The problem.
Find the line holding "pub fn with_smoother(smoother: Box<dyn" in the entries below. Give it again exactly, along with every line after it up to and including the line holding "let (numerator, denominator)".

Data records.
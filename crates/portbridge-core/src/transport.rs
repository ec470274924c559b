//! Transport capture.
//!
//! Once per block the stream reads the host's position into a
//! [`HostPosition`], hands it to a [`TempoSmoother`], and rebuilds a
//! [`TransportSnapshot`] for the engine.
//!
//! # Play State Changes
//!
//! `transport_changed` is derived here by comparing this block's play state
//! with the previous block's. Host transport events are never consulted,
//! since not every host integration delivers them.
//!
//! # Example
//!
//! ```
//! use portbridge_core::{HostPosition, TransportSynchronizer};
//!
//! let mut sync = TransportSynchronizer::new();
//! let position = HostPosition {
//!     is_playing: true,
//!     tempo: Some(128.0),
//!     ..HostPosition::default()
//! };
//!
//! let snapshot = sync.capture(Some(&position), 48_000.0);
//! assert!(snapshot.transport_changed);
//! assert_eq!(snapshot.tempo, 128.0);
//! ```

use crate::types::SampleRate;

// =============================================================================
// HostPosition
// =============================================================================

/// Position data read from the host for one block.
///
/// Every timing field is `Option` because hosts report different subsets.
/// `is_playing` is always valid.
#[derive(Debug, Clone, Copy, PartialEq, Default)]
pub struct HostPosition {
    /// True if the host transport is running.
    pub is_playing: bool,
    /// Tempo in BPM.
    pub tempo: Option<f64>,
    /// Time signature numerator (e.g., 3 in 3/4).
    pub time_sig_numerator: Option<i32>,
    /// Time signature denominator (e.g., 4 in 3/4).
    pub time_sig_denominator: Option<i32>,
    /// Position in samples from project start.
    pub sample_position: Option<i64>,
    /// Position in quarter notes from project start.
    pub beat_position: Option<f64>,
}

impl HostPosition {
    /// Returns the time signature as (numerator, denominator) if both are known.
    #[inline]
    pub fn time_signature(&self) -> Option<(i32, i32)> {
        match (self.time_sig_numerator, self.time_sig_denominator) {
            (Some(num), Some(den)) => Some((num, den)),
            _ => None,
        }
    }
}

// =============================================================================
// TempoSmoother
// =============================================================================

/// Downstream tempo smoothing collaborator.
///
/// Receives the raw position once per block and reports the values the
/// engine should see. Implementations run on the audio thread and must not
/// allocate or block.
pub trait TempoSmoother: Send {
    /// Feed this block's host position.
    fn feed(&mut self, position: &HostPosition);

    /// Smoothed tempo in BPM.
    fn tempo(&self) -> f64;

    /// Smoothed position in quarter notes.
    fn beat_position(&self) -> f64;

    /// Forget all history.
    fn reset(&mut self) {}
}

/// Reports the last host values unchanged. Absent values read as 0.
#[derive(Debug, Clone, Copy, Default)]
pub struct PassThroughTempo {
    tempo: f64,
    beat_position: f64,
}

impl TempoSmoother for PassThroughTempo {
    fn feed(&mut self, position: &HostPosition) {
        self.tempo = position.tempo.unwrap_or(0.0);
        self.beat_position = position.beat_position.unwrap_or(0.0);
    }

    fn tempo(&self) -> f64 {
        self.tempo
    }

    fn beat_position(&self) -> f64 {
        self.beat_position
    }

    fn reset(&mut self) {
        *self = Self::default();
    }
}

// =============================================================================
// TransportSnapshot
// =============================================================================

/// Normalized transport state for one block. Rebuilt every block.
#[derive(Debug, Clone, Copy, PartialEq, Default)]
pub struct TransportSnapshot {
    pub is_playing: bool,
    /// Tempo in BPM, as reported by the smoother.
    pub tempo: f64,
    /// Position in quarter notes, as reported by the smoother.
    pub beat_position: f64,
    /// True if `is_playing` differs from the previous block.
    pub transport_changed: bool,
    pub sample_rate: SampleRate,
    pub time_sig_numerator: i32,
    pub time_sig_denominator: i32,
    pub sample_position: i64,
    /// False when the host supplied no position for this block.
    pub has_host_position: bool,
}

// =============================================================================
// TransportSynchronizer
// =============================================================================

/// Builds a [`TransportSnapshot`] from host position once per block.
pub struct TransportSynchronizer {
    smoother: Box<dyn TempoSmoother>,
    snapshot: TransportSnapshot,
    was_playing: bool,
}

impl TransportSynchronizer {
    /// Create a synchronizer with [`PassThroughTempo`].
    pub fn new() -> Self {
        Self::with_smoother(Box::new(PassThroughTempo::default()))
    }

    /// Create a synchronizer with a custom smoothing collaborator.
    pub fn with_smoother(smoother: Box<dyn TempoSmoother>) -> Self {
        Self {
            smoother,
            snapshot: TransportSnapshot::default(),
            was_playing: false,
        }
    }

    /// Capture this block's transport state.
    ///
    /// With `None`, the previous tempo, beat position and play state are kept
    /// and `transport_changed` is false.
    pub fn capture(
        &mut self,
        position: Option<&HostPosition>,
        sample_rate: SampleRate,
    ) -> &TransportSnapshot {
        let snapshot = &mut self.snapshot;
        snapshot.sample_rate = sample_rate;

        let Some(position) = position else {
            snapshot.transport_changed = false;
            snapshot.has_host_position = false;
            return &self.snapshot;
        };

        self.smoother.feed(position);

        let (numerator, denominator) = position.time_signature().unwrap_or((0, 0));
        snapshot.is_playing = position.is_playing;
        snapshot.transport_changed = position.is_playing != self.was_playing;
        snapshot.tempo = self.smoother.tempo();
        snapshot.beat_position = self.smoother.beat_position();
        snapshot.time_sig_numerator = numerator;
        snapshot.time_sig_denominator = denominator;
        snapshot.sample_position = position.sample_position.unwrap_or(0);
        snapshot.has_host_position = true;

        self.was_playing = position.is_playing;
        &self.snapshot
    }

    /// The snapshot built by the last [`capture`](Self::capture).
    #[inline]
    pub fn snapshot(&self) -> &TransportSnapshot {
        &self.snapshot
    }

    /// Return to the stopped, empty state.
    pub fn reset(&mut self) {
        self.smoother.reset();
        self.snapshot = TransportSnapshot::default();
        self.was_playing = false;
    }
}

impl Default for TransportSynchronizer {
    fn default() -> Self {
        Self::new()
    }
}

impl std::fmt::Debug for TransportSynchronizer {
    fn fmt(&self, f: &mut std::fmt::Formatter<'_>) -> std::fmt::Result {
        f.debug_struct("TransportSynchronizer")
            .field("snapshot", &self.snapshot)
            .field("was_playing", &self.was_playing)
            .finish_non_exhaustive()
    }
}

#[cfg(test)]
mod tests {
    use super::*;

    fn playing(is_playing: bool) -> HostPosition {
        HostPosition {
            is_playing,
            ..HostPosition::default()
        }
    }

    #[test]
    fn test_transport_changed_sequence() {
        let mut sync = TransportSynchronizer::new();
        let changed: Vec<bool> = [false, false, true, true, false]
            .into_iter()
            .map(|p| sync.capture(Some(&playing(p)), 44_100.0).transport_changed)
            .collect();

        assert_eq!(changed, vec![false, false, true, false, true]);
    }

    #[test]
    fn test_absent_fields_default_to_zero() {
        let mut sync = TransportSynchronizer::new();
        let snap = *sync.capture(Some(&playing(true)), 48_000.0);

        assert!(snap.is_playing);
        assert!(snap.has_host_position);
        assert_eq!(snap.tempo, 0.0);
        assert_eq!(snap.beat_position, 0.0);
        assert_eq!(snap.time_sig_numerator, 0);
        assert_eq!(snap.sample_position, 0);
        assert_eq!(snap.sample_rate, 48_000.0);
    }

    #[test]
    fn test_full_position() {
        let mut sync = TransportSynchronizer::new();
        let position = HostPosition {
            is_playing: true,
            tempo: Some(96.0),
            time_sig_numerator: Some(7),
            time_sig_denominator: Some(8),
            sample_position: Some(441_000),
            beat_position: Some(16.5),
        };
        let snap = *sync.capture(Some(&position), 44_100.0);

        assert_eq!(snap.tempo, 96.0);
        assert_eq!(snap.beat_position, 16.5);
        assert_eq!((snap.time_sig_numerator, snap.time_sig_denominator), (7, 8));
        assert_eq!(snap.sample_position, 441_000);
    }

    #[test]
    fn test_half_time_signature_is_ignored() {
        let position = HostPosition {
            time_sig_numerator: Some(3),
            ..HostPosition::default()
        };
        assert_eq!(position.time_signature(), None);
    }

    #[test]
    fn test_missing_position_keeps_previous_state() {
        let mut sync = TransportSynchronizer::new();
        let position = HostPosition {
            is_playing: true,
            tempo: Some(140.0),
            ..HostPosition::default()
        };
        assert!(sync.capture(Some(&position), 44_100.0).transport_changed);

        let snap = *sync.capture(None, 44_100.0);
        assert!(snap.is_playing);
        assert!(!snap.transport_changed);
        assert!(!snap.has_host_position);
        assert_eq!(snap.tempo, 140.0);

        // Still playing, so no change is reported on return
        assert!(!sync.capture(Some(&position), 44_100.0).transport_changed);
    }

    struct Halving {
        tempo: f64,
    }

    impl TempoSmoother for Halving {
        fn feed(&mut self, position: &HostPosition) {
            self.tempo = position.tempo.unwrap_or(0.0) / 2.0;
        }

        fn tempo(&self) -> f64 {
            self.tempo
        }

        fn beat_position(&self) -> f64 {
            -1.0
        }
    }

    #[test]
    fn test_snapshot_reads_back_from_smoother() {
        let mut sync = TransportSynchronizer::with_smoother(Box::new(Halving { tempo: 0.0 }));
        let position = HostPosition {
            tempo: Some(120.0),
            beat_position: Some(4.0),
            ..HostPosition::default()
        };
        let snap = *sync.capture(Some(&position), 44_100.0);
        assert_eq!(snap.tempo, 60.0);
        assert_eq!(snap.beat_position, -1.0);
    }

    #[test]
    fn test_reset() {
        let mut sync = TransportSynchronizer::new();
        sync.capture(Some(&playing(true)), 44_100.0);
        sync.reset();
        assert_eq!(*sync.snapshot(), TransportSnapshot::default());

        // First playing block after reset reports a change again
        assert!(sync.capture(Some(&playing(true)), 44_100.0).transport_changed);
    }
}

Result of the task.
    pub fn with_smoother(smoother: Box<dyn TempoSmoother>) -> Self {
        Self {
            smoother,
            snapshot: TransportSnapshot::default(),
            was_playing: false,
        }
    }

    /// Capture this block's transport state.
    ///
    /// With `None`, the previous tempo, beat position and play state are kept
    /// and `transport_changed` is false.
    pub fn capture(
        &mut self,
        position: Option<&HostPosition>,
        sample_rate: SampleRate,
    ) -> &TransportSnapshot {
        let snapshot = &mut self.snapshot;
        snapshot.sample_rate = sample_rate;

        let Some(position) = position else {
            snapshot.transport_changed = false;
            snapshot.has_host_position = false;
            return &self.snapshot;
        };

        self.smoother.feed(position);

        let (numerator, denominator) = position.time_signature().unwrap_or((0, 0));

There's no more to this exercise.